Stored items

---*---

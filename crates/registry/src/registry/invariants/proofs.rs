//! Invariant proofs against the public registry API.

use std::sync::atomic::{AtomicUsize, Ordering};
use std::sync::{Arc, Barrier};
use std::thread;
use std::time::Duration;

use proptest::prelude::*;

use crate::core::{BeanError, BeanInstance, BeanRegistration, BeanType};
use crate::registry::Registry;

const T: BeanType = BeanType::interface("T");

const NAMES: [&str; 12] = [
	"n00", "n01", "n02", "n03", "n04", "n05", "n06", "n07", "n08", "n09", "n10", "n11",
];

fn bean(name: &'static str, priority: f64) -> BeanRegistration {
	BeanRegistration::new(BeanType::concrete(name))
		.capability(T)
		.priority(priority)
		.construct_with(move || name)
}

fn implementations(registry: &Registry, capability: BeanType) -> Vec<&'static str> {
	registry
		.resolve_all(capability, None)
		.iter()
		.map(|d| d.implementation().name())
		.collect()
}

/// Invariant: the "all" view is ordered by (priority, implementation name)
/// regardless of registration order.
pub(crate) fn inv_rank_order(priorities: &[i16]) {
	let registry = Registry::new();
	for (i, &priority) in priorities.iter().enumerate().rev() {
		registry.register(bean(NAMES[i], f64::from(priority))).unwrap();
	}

	let mut expected: Vec<(i16, &str)> = priorities
		.iter()
		.enumerate()
		.map(|(i, &p)| (p, NAMES[i]))
		.collect();
	expected.sort();
	let expected: Vec<&str> = expected.into_iter().map(|(_, name)| name).collect();

	assert_eq!(implementations(&registry, T), expected);
	let instances: Vec<&str> = registry
		.lookup_all(T, None)
		.unwrap()
		.iter()
		.map(|i| *i.downcast_ref::<&'static str>().unwrap())
		.collect();
	assert_eq!(instances, expected);
}

/// Invariant: an override of a concrete type hides the target from every view
/// and answers single lookups of the target and its ancestors.
pub(crate) fn inv_override_replaces_target() {
	let base = BeanType::abstract_type("Base");
	let a = BeanType::concrete("A");
	let b = BeanType::concrete("B");
	let registry = Registry::new();
	registry
		.register(BeanRegistration::new(a).capabilities([base, T]).construct_with(|| "A"))
		.unwrap();
	registry
		.register(
			BeanRegistration::new(b)
				.capabilities([a, base, T])
				.overrides(a)
				.construct_with(|| "B"),
		)
		.unwrap();

	for capability in [a, base, T] {
		assert_eq!(implementations(&registry, capability), ["B"]);
		assert_eq!(registry.resolve_single(capability, None).unwrap().implementation(), b);
	}
}

/// Invariant: equal lowest priorities without an override relation are ambiguous.
pub(crate) fn inv_ties_are_ambiguous() {
	let registry = Registry::new();
	registry.register(bean("P", 1.0)).unwrap();
	registry.register(bean("Q", 1.0)).unwrap();
	registry.register(bean("R", 2.0)).unwrap();

	match registry.lookup_single(T, None) {
		Err(BeanError::AmbiguousImplementation { candidates, .. }) => {
			assert_eq!(candidates, [BeanType::concrete("P"), BeanType::concrete("Q")]);
		}
		other => panic!("expected ambiguity, got {other:?}"),
	}
}

/// Invariant: N concurrent first lookups of a shared bean run its factory once.
pub(crate) fn inv_single_construction(threads: usize) {
	let registry = Registry::new();
	let calls = Arc::new(AtomicUsize::new(0));
	registry
		.register(BeanRegistration::new(BeanType::concrete("S")).capability(T).shared().factory({
			let calls = Arc::clone(&calls);
			move |_| {
				calls.fetch_add(1, Ordering::SeqCst);
				thread::sleep(Duration::from_millis(10));
				Ok(BeanInstance::new(()))
			}
		}))
		.unwrap();

	let barrier = Barrier::new(threads);
	thread::scope(|scope| {
		for _ in 0..threads {
			scope.spawn(|| {
				barrier.wait();
				registry.lookup_single(T, None).unwrap();
			});
		}
	});
	assert_eq!(calls.load(Ordering::SeqCst), 1);
}

/// Invariant: same-thread re-entry fails with the full path and never blocks.
pub(crate) fn inv_cycles_fail_fast() {
	let a = BeanType::concrete("A");
	let b = BeanType::concrete("B");
	let registry = Registry::new();
	registry
		.register(BeanRegistration::new(a).shared().factory(move |r: &Registry| {
			r.lookup_single(b, None)?;
			Ok(BeanInstance::new(()))
		}))
		.unwrap();
	registry
		.register(BeanRegistration::new(b).factory(move |r: &Registry| {
			r.lookup_single(a, None)?;
			Ok(BeanInstance::new(()))
		}))
		.unwrap();

	match registry.lookup_single(a, None) {
		Err(BeanError::CircularDependency { path }) => assert_eq!(path, [a, b, a]),
		other => panic!("expected a cycle, got {other:?}"),
	}
	assert!(crate::guard::is_released());
}

/// Invariant: a failing shared factory leaves the slot empty; the next call retries.
pub(crate) fn inv_failure_not_cached() {
	let registry = Registry::new();
	let calls = Arc::new(AtomicUsize::new(0));
	let descriptor = registry
		.register(BeanRegistration::new(BeanType::concrete("F")).shared().factory({
			let calls = Arc::clone(&calls);
			move |_| match calls.fetch_add(1, Ordering::SeqCst) {
				0 => Err("transient".into()),
				_ => Ok(BeanInstance::new(())),
			}
		}))
		.unwrap();

	assert!(descriptor.produce(&registry).is_err());
	assert!(!descriptor.has_instance());
	assert!(descriptor.produce(&registry).is_ok());
	assert!(descriptor.has_instance());
	assert_eq!(calls.load(Ordering::SeqCst), 2);
}

/// Invariant: after unregistration a descriptor is absent from lookups and
/// direct production fails with `DescriptorDisposed`.
pub(crate) fn inv_unregister_disposes() {
	let registry = Registry::new();
	let keep = registry.register(bean("K", 0.0).shared()).unwrap();
	let gone = registry.register(bean("G", -1.0).shared()).unwrap();
	gone.produce(&registry).unwrap();

	assert!(registry.unregister(&gone));
	assert_eq!(implementations(&registry, T), ["K"]);
	assert_eq!(registry.resolve_single(T, None).unwrap().implementation(), keep.implementation());
	assert!(matches!(
		gone.produce(&registry),
		Err(BeanError::DescriptorDisposed { .. })
	));
}

/// Invariant: concurrent registrations all land, and every published
/// descriptor is reachable through each of its capabilities.
pub(crate) fn inv_no_partial_registration(writers: usize, per_writer: usize) {
	let registry = Registry::new();
	let barrier = Barrier::new(writers + 1);
	let done = AtomicUsize::new(0);

	thread::scope(|scope| {
		for w in 0..writers {
			let (registry, barrier, done) = (&registry, &barrier, &done);
			scope.spawn(move || {
				barrier.wait();
				for i in 0..per_writer {
					let name = NAMES[(w * per_writer + i) % NAMES.len()];
					registry.register(bean(name, (w * per_writer + i) as f64)).unwrap();
				}
				done.fetch_add(1, Ordering::SeqCst);
			});
		}

		barrier.wait();
		while done.load(Ordering::SeqCst) < writers {
			for descriptor in registry.registered_descriptors() {
				for &capability in descriptor.capabilities() {
					assert!(
						registry
							.list_descriptors(capability)
							.iter()
							.any(|d| Arc::ptr_eq(d, &descriptor)),
						"{descriptor:?} missing under {capability}"
					);
				}
			}
		}
	});

	assert_eq!(registry.len(), writers * per_writer);
	assert_eq!(registry.list_descriptors(T).len(), writers * per_writer);
}

/// Invariant: X(10), Y(5), Z(5) with Z named before Y rank [Z, Y, X] and
/// leave [Z, Y] tied for the single answer.
pub(crate) fn inv_reference_scenario() {
	let x = "c.X";
	let y = "b.Y";
	let z = "a.Z";
	let registry = Registry::new();
	registry.register(bean(x, 10.0)).unwrap();
	registry.register(bean(y, 5.0)).unwrap();
	registry.register(bean(z, 5.0)).unwrap();

	assert_eq!(implementations(&registry, T), [z, y, x]);
	match registry.lookup_single(T, None) {
		Err(BeanError::AmbiguousImplementation { candidates, .. }) => {
			assert_eq!(candidates, [BeanType::concrete(z), BeanType::concrete(y)]);
		}
		other => panic!("expected ambiguity, got {other:?}"),
	}
}

proptest! {
	#[test]
	fn test_rank_order(priorities in prop::collection::vec(-50i16..50, 1..NAMES.len())) {
		inv_rank_order(&priorities);
	}
}

#[cfg_attr(test, test)]
pub(crate) fn test_override_replaces_target() {
	inv_override_replaces_target();
}

#[cfg_attr(test, test)]
pub(crate) fn test_ties_are_ambiguous() {
	inv_ties_are_ambiguous();
}

#[cfg_attr(test, test)]
pub(crate) fn test_single_construction() {
	inv_single_construction(24);
}

#[cfg_attr(test, test)]
pub(crate) fn test_cycles_fail_fast() {
	inv_cycles_fail_fast();
}

#[cfg_attr(test, test)]
pub(crate) fn test_failure_not_cached() {
	inv_failure_not_cached();
}

#[cfg_attr(test, test)]
pub(crate) fn test_unregister_disposes() {
	inv_unregister_disposes();
}

#[cfg_attr(test, test)]
pub(crate) fn test_no_partial_registration() {
	inv_no_partial_registration(4, 3);
}

#[cfg_attr(test, test)]
pub(crate) fn test_reference_scenario() {
	inv_reference_scenario();
}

---*---

# [Your assignment]
What is the number of lines in the records above that include the word "shared"? Reply with that number and nothing more.

# [Finished exercise]
7